Las condiciones habituales de maternalización determinan una relación más distante —especialmente en los primeros años de la vida— del niño/a respecto con el padre.
El padre de nuestra cultura regularmente no se atiende de la alimentación directa, no higieniza, no está a cargo del cuerpo del bebé... Esta falta de intercambios primarios, sobre los que se organiza la relación de objeto temprana, determina que el padre sea una figura con quien se tiene un vínculo más exterior, menos exclusivo, más distante, menos particularizado, con menor cantidad y riqueza de intercambios que con la madre. Como consecuencia, la representación del padre en tanto objeto interno se instalará posteriormente y estará expuesta a menor grado de disociación y ambivalencia, contribuyendo también en menor grado a constituir una imagen especular del Yo temprano. Paralelamente, al ser el padre menos responsable del cuidado y al permanecer sus funciones más alejadas, el niño, ignorante al principio tanto del status familiar y social del padre como de su rol sexual en la pareja, le otorgará menor valorización. Por tanto, el padre como objeto primario juega un rol secundario con respecto a la madre en los tempranos períodos de la vida.
Abelin (1980) considera que el padre es reconocido como un «tipo diferente de padre» e investido como un «segundo vínculo» antes del comienzo de la crisis de «rapprochment» (Mahler), alrededor de los dieciocho meses.
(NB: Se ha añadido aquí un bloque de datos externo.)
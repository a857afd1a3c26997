use thiserror::Error;

/// Errors produced by type parsing and construction.
#[derive(Debug, Error, PartialEq, Eq)]
pub enum TypeError {
    #[error("invalid identifier: {0:?}")]
    InvalidId(String),

    #[error("invalid over notation {input:?}: {reason}")]
    InvalidOvers { input: String, reason: String },

    #[error("unknown {what} label: {label:?}")]
    UnknownLabel { what: &'static str, label: String },
}
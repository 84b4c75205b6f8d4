//! Then steps for the chat command behavioural tests.

use github_beard::telemetry::{CommandOutcome, TelemetryEvent};
use rstest_bdd_macros::then;

use crate::beard_commands_bdd_state::BeardState;

fn replies(beard_state: &BeardState) -> Vec<String> {
    beard_state
        .sender
        .with_ref(|sender| sender.sent_texts())
        .unwrap_or_default()
}

#[then("the bot replies {expected}")]
fn bot_replies(beard_state: &BeardState, expected: String) {
    let expected_text = expected.trim_matches('"');
    let sent = replies(beard_state);
    assert!(
        sent.iter().any(|text| text == expected_text),
        "expected a reply {expected_text:?}, got {sent:?}"
    );
}

#[then("the last reply ends with {suffix}")]
fn last_reply_ends_with(beard_state: &BeardState, suffix: String) {
    let expected_suffix = suffix.trim_matches('"');
    let sent = replies(beard_state);
    let Some(last) = sent.last() else {
        panic!("no replies were sent");
    };
    assert!(
        last.ends_with(expected_suffix),
        "expected last reply to end with {expected_suffix:?}, got {last:?}"
    );
}

#[then("telemetry records {command} as {outcome}")]
fn telemetry_records(beard_state: &BeardState, command: String, outcome: String) {
    let expected_command = command.trim_matches('"');
    let expected_outcome = match outcome.trim_matches('"') {
        "succeeded" => CommandOutcome::Succeeded,
        "failed" => CommandOutcome::Failed,
        "timed out" => CommandOutcome::TimedOut,
        other => panic!("unknown outcome {other:?}"),
    };

    let events = beard_state
        .telemetry
        .with_ref(|sink| sink.take())
        .unwrap_or_default();

    let recorded = events.iter().any(|event| {
        matches!(
            event,
            TelemetryEvent::CommandCompleted { command: name, outcome: result }
                if name == expected_command && *result == expected_outcome
        )
    });
    assert!(
        recorded,
        "expected {expected_command} to complete as {expected_outcome:?}, got {events:?}"
    );
}

#[then("the GitHub API mocks are satisfied")]
#[expect(
    clippy::expect_used,
    reason = "integration test step; allow-expect-in-tests does not cover integration tests"
)]
fn verify_mocks(beard_state: &BeardState) {
    let runtime = beard_state.runtime.get().expect("runtime not initialised");
    beard_state
        .server
        .with_ref(|server| runtime.block_on(server.verify()))
        .expect("mock server not initialised");
}

#[then("GitHub received no requests")]
#[expect(
    clippy::expect_used,
    reason = "integration test step; allow-expect-in-tests does not cover integration tests"
)]
fn github_received_nothing(beard_state: &BeardState) {
    let runtime = beard_state.runtime.get().expect("runtime not initialised");
    let requests = beard_state
        .server
        .with_ref(|server| runtime.block_on(server.received_requests()))
        .expect("mock server not initialised")
        .unwrap_or_default();
    let paths: Vec<&str> = requests.iter().map(|request| request.url.path()).collect();
    assert!(paths.is_empty(), "expected no GitHub requests, got {paths:?}");
}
Su presencia jugaría un papel esencial en la superación exitosa de esta subfase del proceso de separación-individuación por parte del niño, pues se constituye en una «estable isla para practicar la realidad, mientras la madre se contamina de sentimientos de añoranza y frustración», esto representa el estrago materno según lo estipulado por Jacques-Marie Émile Lacan.
Sin embargo, la comunión de géneros —el saber por parte del niño varón que él es igual al padre— favorecerá la desidentificación de la madre (Greenson, 1968), la búsqueda y tendencia a la identificación primaria con el padre. A su vez, tanto la madre, quien lo considerará un otro distinto e igual al padre, como el padre, que obtendrá la satisfacción narcisista de investir a su hijo varón, con el proyecto de la continuidad y la semejanza en el otro que lo perpetúa, ambos favorecerán que en la identificación primaria del varón a la omnipotencia materna se introduzca una grieta que lo conduzca a la búsqueda de modelos paternos.
Ahora bien, el sentimiento de identidad de género es un factor que juega un papel relevante en las diferencias que se observan en la etapa preedípica entre niñas y varones (Mahler, 1975; Stoller, 1975), ya que la niña verá en su madre un todo aún más completo y pleno de poderes que el varón. En la estructura del Yo especular temprano y en la organización del objeto como una «imago parental idealizada» (Kohut, 1971), la madre adquiere mayor cualidad de idealidad para la nena que para el varón, ya que para éste se configura y se construye paso a paso el sentimiento de la no homogeneidad entre su ser y el de la madre.